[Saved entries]
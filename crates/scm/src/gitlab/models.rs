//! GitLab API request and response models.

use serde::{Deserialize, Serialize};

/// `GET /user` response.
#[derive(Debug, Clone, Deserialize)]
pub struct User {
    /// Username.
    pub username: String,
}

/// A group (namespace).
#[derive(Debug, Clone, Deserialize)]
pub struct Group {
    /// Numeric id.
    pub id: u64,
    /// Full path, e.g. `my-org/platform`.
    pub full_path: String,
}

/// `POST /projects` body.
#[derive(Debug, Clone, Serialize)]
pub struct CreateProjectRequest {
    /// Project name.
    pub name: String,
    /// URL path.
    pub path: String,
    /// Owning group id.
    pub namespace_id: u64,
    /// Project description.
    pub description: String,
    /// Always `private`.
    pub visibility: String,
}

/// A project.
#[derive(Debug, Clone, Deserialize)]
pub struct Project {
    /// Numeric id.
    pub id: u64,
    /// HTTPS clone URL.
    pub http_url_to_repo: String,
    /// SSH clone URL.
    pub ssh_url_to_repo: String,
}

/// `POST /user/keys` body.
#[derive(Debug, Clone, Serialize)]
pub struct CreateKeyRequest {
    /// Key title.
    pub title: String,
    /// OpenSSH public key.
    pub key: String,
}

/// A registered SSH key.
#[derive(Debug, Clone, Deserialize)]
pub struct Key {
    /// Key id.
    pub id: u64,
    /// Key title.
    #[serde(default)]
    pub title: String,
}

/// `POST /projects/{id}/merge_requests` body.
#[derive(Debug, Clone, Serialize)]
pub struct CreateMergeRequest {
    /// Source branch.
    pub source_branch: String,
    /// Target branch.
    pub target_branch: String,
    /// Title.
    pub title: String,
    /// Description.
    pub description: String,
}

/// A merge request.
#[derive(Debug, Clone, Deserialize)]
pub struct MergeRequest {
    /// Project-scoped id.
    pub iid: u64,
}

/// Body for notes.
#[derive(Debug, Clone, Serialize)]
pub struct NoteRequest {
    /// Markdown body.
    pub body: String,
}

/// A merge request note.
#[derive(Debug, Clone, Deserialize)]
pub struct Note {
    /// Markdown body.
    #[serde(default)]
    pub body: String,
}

• _WHAT NEEDS TO BE DONE_
Your answer should be the data above, retyped exactly.

• _ANSWER TO THIS PROBLEM_
filename crates/scm/src/gitlab/models.rs
//! GitLab API request and response models.

use serde::{Deserialize, Serialize};

/// `GET /user` response.
#[derive(Debug, Clone, Deserialize)]
pub struct User {
    /// Username.
    pub username: String,
}

/// A group (namespace).
#[derive(Debug, Clone, Deserialize)]
pub struct Group {
    /// Numeric id.
    pub id: u64,
    /// Full path, e.g. `my-org/platform`.
    pub full_path: String,
}

/// `POST /projects` body.
#[derive(Debug, Clone, Serialize)]
pub struct CreateProjectRequest {
    /// Project name.
    pub name: String,
    /// URL path.
    pub path: String,
    /// Owning group id.
    pub namespace_id: u64,
    /// Project description.
    pub description: String,
    /// Always `private`.
    pub visibility: String,
}

/// A project.
#[derive(Debug, Clone, Deserialize)]
pub struct Project {
    /// Numeric id.
    pub id: u64,
    /// HTTPS clone URL.
    pub http_url_to_repo: String,
    /// SSH clone URL.
    pub ssh_url_to_repo: String,
}

/// `POST /user/keys` body.
#[derive(Debug, Clone, Serialize)]
pub struct CreateKeyRequest {
    /// Key title.
    pub title: String,
    /// OpenSSH public key.
    pub key: String,
}

/// A registered SSH key.
#[derive(Debug, Clone, Deserialize)]
pub struct Key {
    /// Key id.
    pub id: u64,
    /// Key title.
    #[serde(default)]
    pub title: String,
}

/// `POST /projects/{id}/merge_requests` body.
#[derive(Debug, Clone, Serialize)]
pub struct CreateMergeRequest {
    /// Source branch.
    pub source_branch: String,
    /// Target branch.
    pub target_branch: String,
    /// Title.
    pub title: String,
    /// Description.
    pub description: String,
}

/// A merge request.
#[derive(Debug, Clone, Deserialize)]
pub struct MergeRequest {
    /// Project-scoped id.
    pub iid: u64,
}

/// Body for notes.
#[derive(Debug, Clone, Serialize)]
pub struct NoteRequest {
    /// Markdown body.
    pub body: String,
}

/// A merge request note.
#[derive(Debug, Clone, Deserialize)]
pub struct Note {
    /// Markdown body.
    #[serde(default)]
    pub body: String,
}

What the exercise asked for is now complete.